//! Revision Store - reading and writing revisions on disk
//!
//! Each revision is a `<timestampId>/` directory holding `history.xml` and,
//! for every operation except `Deleted`, a verbatim copy of the payload.

use std::collections::BTreeMap;
use std::fs;
use std::path::{Path, PathBuf};

use chrono::NaiveDateTime;
use tracing::{debug, info, warn};

use super::allocator::RevisionAllocator;
use super::error::{HistoryError, HistoryResult};
use super::metadata::{read_metadata, write_metadata};
use super::paths::{deleted_lineage_name, PathResolver, HISTORY_FILE};
use super::retention::{revision_dirs, RetentionPolicy};
use crate::types::{ChangeRecord, EntityKey, Revision, TimestampId};
use crate::utils::atomic_write;

/// A configuration payload to be copied into a revision
#[derive(Debug, Clone, PartialEq, Eq)]
pub struct Payload {
    /// File name inside the revision directory (`config.xml`)
    pub file_name: String,
    pub content: Vec<u8>,
}

impl Payload {
    pub fn new(file_name: impl Into<String>, content: impl Into<Vec<u8>>) -> Self {
        Self {
            file_name: file_name.into(),
            content: content.into(),
        }
    }

    /// Read a live config file
    pub fn from_file(path: &Path) -> HistoryResult<Self> {
        let file_name = path
            .file_name()
            .and_then(|n| n.to_str())
            .ok_or_else(|| HistoryError::InvalidName(path.display().to_string()))?;
        Ok(Self::new(file_name, fs::read(path)?))
    }
}

/// Storage capability for entity histories
pub trait RevisionStore: Send + Sync {
    /// Record a new revision and return its id
    fn write_revision(
        &self,
        key: &EntityKey,
        payload: Option<&Payload>,
        record: ChangeRecord,
    ) -> HistoryResult<TimestampId>;

    /// All revisions with their metadata, ascending by id.
    ///
    /// Unreadable revision directories are skipped.
    fn list_revisions(&self, key: &EntityKey) -> HistoryResult<BTreeMap<TimestampId, Revision>>;

    /// Revision ids only, ascending, without reading any metadata
    fn list_revision_summaries(&self, key: &EntityKey) -> HistoryResult<Vec<TimestampId>>;

    /// Metadata of one revision
    fn load_revision_metadata(&self, key: &EntityKey, id: &TimestampId) -> HistoryResult<Revision>;

    /// Payload of one revision
    fn read_revision(&self, key: &EntityKey, id: &TimestampId) -> HistoryResult<Vec<u8>>;

    /// Remove one revision directory
    fn delete_revision(&self, key: &EntityKey, id: &TimestampId) -> HistoryResult<()>;

    /// Whether the revision exists and carries a payload
    fn has_revision(&self, key: &EntityKey, id: &TimestampId) -> bool;

    /// Whether a stored payload equals `current` byte for byte
    fn revision_equals_current(
        &self,
        key: &EntityKey,
        id: &TimestampId,
        current: &[u8],
    ) -> HistoryResult<bool> {
        Ok(self.read_revision(key, id)? == current)
    }

    /// Move a whole lineage; returns false when there was nothing to move
    fn relocate_lineage(&self, from: &EntityKey, to: &EntityKey) -> HistoryResult<bool>;

    /// Rename a lineage to its soft-deleted name; returns the new directory
    fn soft_delete_lineage(&self, key: &EntityKey, now: NaiveDateTime) -> HistoryResult<Option<PathBuf>>;
}

/// File-system backed revision store
pub struct FileRevisionStore {
    resolver: PathResolver,
    allocator: RevisionAllocator,
    pre_write: Option<Box<dyn RetentionPolicy>>,
}

impl FileRevisionStore {
    pub fn new(resolver: PathResolver, allocator: RevisionAllocator) -> Self {
        Self {
            resolver,
            allocator,
            pre_write: None,
        }
    }

    /// Run `policy` on a lineage right before each new revision is allocated
    pub fn with_pre_write_policy(mut self, policy: Box<dyn RetentionPolicy>) -> Self {
        self.pre_write = Some(policy);
        self
    }

    pub fn resolver(&self) -> &PathResolver {
        &self.resolver
    }

    /// Existing lineage directory, or `NoHistory`
    fn lineage_dir(&self, key: &EntityKey) -> HistoryResult<PathBuf> {
        let dir = self.resolver.resolve(key)?;
        if !dir.is_dir() {
            return Err(HistoryError::NoHistory(key.to_string()));
        }
        self.resolver.ensure_contained(&dir, self.resolver.history_root())?;
        Ok(dir)
    }

    fn revision_dir(&self, key: &EntityKey, id: &TimestampId) -> HistoryResult<PathBuf> {
        let dir = self.lineage_dir(key)?.join(id.as_str());
        if !dir.join(HISTORY_FILE).is_file() {
            return Err(not_found(key, id));
        }
        Ok(dir)
    }
}

impl RevisionStore for FileRevisionStore {
    fn write_revision(
        &self,
        key: &EntityKey,
        payload: Option<&Payload>,
        record: ChangeRecord,
    ) -> HistoryResult<TimestampId> {
        if let Some(payload) = payload {
            if payload.file_name == HISTORY_FILE || payload.file_name.contains(['/', '\\']) {
                return Err(HistoryError::InvalidName(payload.file_name.clone()));
            }
        }
        let history_dir = self.resolver.resolve(key)?;
        if let Some(policy) = &self.pre_write {
            let report = policy.purge(&history_dir);
            if !report.removed.is_empty() {
                debug!(entity = %key, removed = report.removed.len(), "purged before write");
            }
        }

        let (id, revision_dir) = self.allocator.allocate(&history_dir)?;
        let operation = record.operation;
        if operation.has_payload() {
            if let Some(payload) = payload {
                atomic_write(revision_dir.join(&payload.file_name), &payload.content)?;
            }
        }
        write_metadata(&revision_dir, &record.into_revision(id.clone()))?;

        info!(entity = %key, revision = %id, %operation, "recorded revision");
        Ok(id)
    }

    fn list_revisions(&self, key: &EntityKey) -> HistoryResult<BTreeMap<TimestampId, Revision>> {
        let history_dir = self.resolver.resolve(key)?;
        Ok(read_lineage(&history_dir))
    }

    fn list_revision_summaries(&self, key: &EntityKey) -> HistoryResult<Vec<TimestampId>> {
        let history_dir = self.resolver.resolve(key)?;
        Ok(revision_dirs(&history_dir)
            .into_iter()
            .filter_map(|(name, _)| TimestampId::parse(&name))
            .collect())
    }

    fn load_revision_metadata(&self, key: &EntityKey, id: &TimestampId) -> HistoryResult<Revision> {
        let dir = self.revision_dir(key, id)?;
        read_metadata(&dir, id)
    }

    fn read_revision(&self, key: &EntityKey, id: &TimestampId) -> HistoryResult<Vec<u8>> {
        let dir = self.revision_dir(key, id)?;
        let payload = payload_file(&dir).ok_or_else(|| not_found(key, id))?;
        Ok(fs::read(payload)?)
    }

    fn delete_revision(&self, key: &EntityKey, id: &TimestampId) -> HistoryResult<()> {
        let dir = self.revision_dir(key, id)?;
        if let Err(e) = fs::remove_dir_all(&dir) {
            warn!(entity = %key, revision = %id, error = %e, "unable to delete revision");
            return Err(e.into());
        }
        debug!(entity = %key, revision = %id, "revision deleted");
        Ok(())
    }

    fn has_revision(&self, key: &EntityKey, id: &TimestampId) -> bool {
        self.revision_dir(key, id)
            .map(|dir| payload_file(&dir).is_some())
            .unwrap_or(false)
    }

    fn relocate_lineage(&self, from: &EntityKey, to: &EntityKey) -> HistoryResult<bool> {
        let source = self.resolver.resolve(from)?;
        let target = self.resolver.resolve(to)?;
        if !source.is_dir() || source == target {
            return Ok(false);
        }
        if target.starts_with(&source) {
            return Err(HistoryError::Relocate(format!(
                "{} lies inside {}",
                target.display(),
                source.display()
            )));
        }
        move_tree(&source, &target)?;
        info!(from = %from, to = %to, "moved history lineage");
        Ok(true)
    }

    fn soft_delete_lineage(&self, key: &EntityKey, now: NaiveDateTime) -> HistoryResult<Option<PathBuf>> {
        let dir = self.resolver.resolve(key)?;
        if !dir.is_dir() {
            return Ok(None);
        }
        let (Some(parent), Some(name)) = (dir.parent(), dir.file_name().and_then(|n| n.to_str())) else {
            return Err(HistoryError::InvalidName(key.name()));
        };
        let deleted = parent.join(deleted_lineage_name(name, now));
        fs::rename(&dir, &deleted)?;
        info!(entity = %key, to = %deleted.display(), "history marked deleted");
        Ok(Some(deleted))
    }
}

fn not_found(key: &EntityKey, id: &TimestampId) -> HistoryError {
    HistoryError::RevisionNotFound {
        entity: key.to_string(),
        timestamp: id.to_string(),
    }
}

/// Read every parsable revision of a lineage directory
pub(crate) fn read_lineage(history_dir: &Path) -> BTreeMap<TimestampId, Revision> {
    let mut revisions = BTreeMap::new();
    for (name, dir) in revision_dirs(history_dir) {
        let Some(id) = TimestampId::parse(&name) else {
            debug!(dir = %dir.display(), "skipping directory with foreign name");
            continue;
        };
        match read_metadata(&dir, &id) {
            Ok(revision) => {
                revisions.insert(id, revision);
            }
            Err(e) => warn!(dir = %dir.display(), error = %e, "skipping unreadable revision"),
        }
    }
    revisions
}

/// The payload copy inside a revision directory: any file except `history.xml`,
/// preferring `.xml` files
pub fn payload_file(revision_dir: &Path) -> Option<PathBuf> {
    let mut candidates: Vec<PathBuf> = fs::read_dir(revision_dir)
        .ok()?
        .filter_map(Result::ok)
        .map(|entry| entry.path())
        .filter(|path| path.is_file())
        .filter(|path| path.file_name().is_some_and(|n| n != HISTORY_FILE))
        .filter(|path| !path.extension().is_some_and(|e| e == "tmp"))
        .collect();
    candidates.sort();
    let xml = candidates
        .iter()
        .position(|path| path.extension().is_some_and(|e| e == "xml"));
    match xml {
        Some(i) => Some(candidates.swap_remove(i)),
        None => candidates.into_iter().next(),
    }
}

/// Move `source` to `target`, merging into an existing target
fn move_tree(source: &Path, target: &Path) -> HistoryResult<()> {
    if !target.exists() {
        if let Some(parent) = target.parent() {
            fs::create_dir_all(parent)?;
        }
        if fs::rename(source, target).is_ok() {
            return Ok(());
        }
    }

    fs::create_dir_all(target)?;
    for entry in fs::read_dir(source)? {
        let entry = entry?;
        let from = entry.path();
        let to = target.join(entry.file_name());
        if from.is_dir() {
            move_tree(&from, &to)?;
        } else {
            // Same-named files are overwritten, never dropped.
            fs::rename(&from, &to).or_else(|_| fs::copy(&from, &to).map(|_| ()))?;
        }
    }
    fs::remove_dir_all(source)?;
    Ok(())
}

ASSIGNMENT: Only a word-for-word repetition of the lines from the one containing "fs::create_dir_all(parent)?;" to the final line of the data above counts as the answer.

EXERCISE RESULT:
            fs::create_dir_all(parent)?;
        }
        if fs::rename(source, target).is_ok() {
            return Ok(());
        }
    }

    fs::create_dir_all(target)?;
    for entry in fs::read_dir(source)? {
        let entry = entry?;
        let from = entry.path();
        let to = target.join(entry.file_name());
        if from.is_dir() {
            move_tree(&from, &to)?;
        } else {
            // Same-named files are overwritten, never dropped.
            fs::rename(&from, &to).or_else(|_| fs::copy(&from, &to).map(|_| ()))?;
        }
    }
    fs::remove_dir_all(source)?;
    Ok(())
}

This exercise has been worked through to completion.